Limited Liability Company. A limited liability company (“LLC”) is a business entity organized under state law similar to a corporation and is essentially a cross between a partnership and a corporation. The following are additional characteristics of an LLC:
- Taxes can be structured like a partnership or a “C” corporation depending on choices made by the members and depending upon the election made at the time of filing the tax return (most entities use partnership taxation to avoid double taxation which is imposed on C corporations).
- The LLC is owned by one or more members and management rights can exist between all of the members or be limited to one or several managers with the members only exercising ownership (similar to the difference between shareholders and officers or directors of a corporation).
- Like a corporation, the LLC has perpetual existence (unlike a partnership).
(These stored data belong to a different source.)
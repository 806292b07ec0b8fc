use sqlx::PgPool;
use tracing::instrument;
use uuid::Uuid;

use crate::utils::errors::AppError;

use super::model::{CreateTodoDto, Todo, TodoQueryParams, UpdateTodoDto};

pub(crate) const TODO_COLUMNS: &str = "id, user_id, title, description, due_date, class_subject_id, \
     lesson_id, priority, is_completed, created_at";

pub struct TodoService;

impl TodoService {
    #[instrument(skip(dto))]
    pub async fn create(db: &PgPool, user_id: Uuid, dto: CreateTodoDto) -> Result<Todo, AppError> {
        let todo = sqlx::query_as::<_, Todo>(&format!(
            "INSERT INTO todos
                 (user_id, title, description, due_date, class_subject_id, lesson_id, priority)
             VALUES ($1, $2, $3, $4, $5, $6, $7)
             RETURNING {TODO_COLUMNS}"
        ))
        .bind(user_id)
        .bind(&dto.title)
        .bind(&dto.description)
        .bind(dto.due_date)
        .bind(dto.class_subject_id)
        .bind(dto.lesson_id)
        .bind(&dto.priority)
        .fetch_one(db)
        .await?;

        Ok(todo)
    }

    #[instrument]
    pub async fn list(
        db: &PgPool,
        user_id: Uuid,
        params: TodoQueryParams,
    ) -> Result<Vec<Todo>, AppError> {
        let todos = sqlx::query_as::<_, Todo>(&format!(
            "SELECT {TODO_COLUMNS} FROM todos
             WHERE user_id = $1
               AND ($2::BOOLEAN IS NULL OR is_completed = $2)
               AND ($3::UUID IS NULL OR class_subject_id = $3)
             ORDER BY due_date NULLS LAST
             LIMIT 100"
        ))
        .bind(user_id)
        .bind(params.completed)
        .bind(params.class_subject_id)
        .fetch_all(db)
        .await?;

        Ok(todos)
    }

    #[instrument(skip(dto))]
    pub async fn update(
        db: &PgPool,
        user_id: Uuid,
        todo_id: Uuid,
        dto: UpdateTodoDto,
    ) -> Result<Todo, AppError> {
        let existing = sqlx::query_as::<_, Todo>(&format!(
            "SELECT {TODO_COLUMNS} FROM todos WHERE id = $1 AND user_id = $2"
        ))
        .bind(todo_id)
        .bind(user_id)
        .fetch_optional(db)
        .await?
        .ok_or_else(|| AppError::not_found(anyhow::anyhow!("Aufgabe nicht gefunden")))?;

        let todo = sqlx::query_as::<_, Todo>(&format!(
            "UPDATE todos
             SET title = $1, description = $2, due_date = $3, priority = $4, is_completed = $5
             WHERE id = $6
             RETURNING {TODO_COLUMNS}"
        ))
        .bind(dto.title.unwrap_or(existing.title))
        .bind(dto.description.unwrap_or(existing.description))
        .bind(dto.due_date.or(existing.due_date))
        .bind(dto.priority.unwrap_or(existing.priority))
        .bind(dto.is_completed.unwrap_or(existing.is_completed))
        .bind(todo_id)
        .fetch_one(db)
        .await?;

        Ok(todo)
    }

    #[instrument]
    pub async fn delete(db: &PgPool, user_id: Uuid, todo_id: Uuid) -> Result<(), AppError> {
        let result = sqlx::query("DELETE FROM todos WHERE id = $1 AND user_id = $2")
            .bind(todo_id)
            .bind(user_id)
            .execute(db)
            .await?;

        if result.rows_affected() == 0 {
            return Err(AppError::not_found(anyhow::anyhow!(
                "Aufgabe nicht gefunden"
            )));
        }

        Ok(())
    }
}

#[cfg(test)]
mod tests {
    use super::*;
    use axum::http::StatusCode;

    async fn create_user(pool: &PgPool, email: &str) -> Uuid {
        sqlx::query_scalar::<_, Uuid>(
            "INSERT INTO users (email, password, name) VALUES ($1, 'hash', 'Maria Muster')
             RETURNING id",
        )
        .bind(email)
        .fetch_one(pool)
        .await
        .unwrap()
    }

    fn dto(title: &str) -> CreateTodoDto {
        CreateTodoDto {
            title: title.to_string(),
            description: String::new(),
            due_date: None,
            class_subject_id: None,
            lesson_id: None,
            priority: "medium".to_string(),
        }
    }

    #[sqlx::test(migrations = "./migrations")]
    async fn test_list_filters_by_completion(pool: PgPool) {
        let user = create_user(&pool, "maria@schule.de").await;

        let open = TodoService::create(&pool, user, dto("Klassenarbeit korrigieren"))
            .await
            .unwrap();
        TodoService::create(&pool, user, dto("Elternbrief schreiben"))
            .await
            .unwrap();

        TodoService::update(
            &pool,
            user,
            open.id,
            UpdateTodoDto {
                title: None,
                description: None,
                due_date: None,
                priority: None,
                is_completed: Some(true),
            },
        )
        .await
        .unwrap();

        let done = TodoService::list(
            &pool,
            user,
            TodoQueryParams {
                completed: Some(true),
                class_subject_id: None,
            },
        )
        .await
        .unwrap();

        assert_eq!(done.len(), 1);
        assert_eq!(done[0].title, "Klassenarbeit korrigieren");
    }

    #[sqlx::test(migrations = "./migrations")]
    async fn test_update_keeps_omitted_fields(pool: PgPool) {
        let user = create_user(&pool, "maria@schule.de").await;
        let todo = TodoService::create(&pool, user, dto("Kopien machen")).await.unwrap();

        let updated = TodoService::update(
            &pool,
            user,
            todo.id,
            UpdateTodoDto {
                title: None,
                description: None,
                due_date: None,
                priority: Some("high".to_string()),
                is_completed: None,
            },
        )
        .await
        .unwrap();

        assert_eq!(updated.title, "Kopien machen");
        assert_eq!(updated.priority, "high");
        assert!(!updated.is_completed);
    }

    #[sqlx::test(migrations = "./migrations")]
    async fn test_update_foreign_todo_is_not_found(pool: PgPool) {
        let maria = create_user(&pool, "maria@schule.de").await;
        let tom = create_user(&pool, "tom@schule.de").await;
        let todo = TodoService::create(&pool, maria, dto("Kopien machen")).await.unwrap();

        let err = TodoService::update(
            &pool,
            tom,
            todo.id,
            UpdateTodoDto {
                title: Some("Gekapert".to_string()),
                description: None,
                due_date: None,
                priority: None,
                is_completed: None,
            },
        )
        .await
        .unwrap_err();

        assert_eq!(err.status, StatusCode::NOT_FOUND);
    }
}
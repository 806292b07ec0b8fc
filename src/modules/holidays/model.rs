use chrono::NaiveDate;
use serde::{Deserialize, Serialize};
use sqlx::prelude::FromRow;
use utoipa::{IntoParams, ToSchema};
use uuid::Uuid;
use validator::Validate;

/// A user-entered holiday/closure range within one school year. Distinct
/// from the static per-Bundesland school holiday tables.
#[derive(Debug, Serialize, Deserialize, FromRow, ToSchema)]
pub struct Holiday {
    pub id: Uuid,
    pub user_id: Uuid,
    pub school_year_id: Uuid,
    pub name: String,
    pub start_date: NaiveDate,
    pub end_date: NaiveDate,
}

#[derive(Debug, Deserialize, Validate, ToSchema)]
pub struct CreateHolidayDto {
    pub school_year_id: Uuid,
    #[validate(length(min = 1, message = "name must not be empty"))]
    pub name: String,
    pub start_date: NaiveDate,
    pub end_date: NaiveDate,
}

#[derive(Debug, Deserialize, IntoParams)]
pub struct HolidayQueryParams {
    pub school_year_id: Option<Uuid>,
}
If a key member dies, the entity continues on.
- A member of the LLC can be another entity such as a corporation or another LLC.
- Limited liability is provided for the members who risk only the investment in the business. Other personal assets are not at risk unless a debt has been personally guaranteed. Georgia statute provides that even if the formalities relating to the exercise of power or management are not followed, the members will not be subject to liability. This is probably the best reason to use an LLC rather than a corporation to provide liability protection.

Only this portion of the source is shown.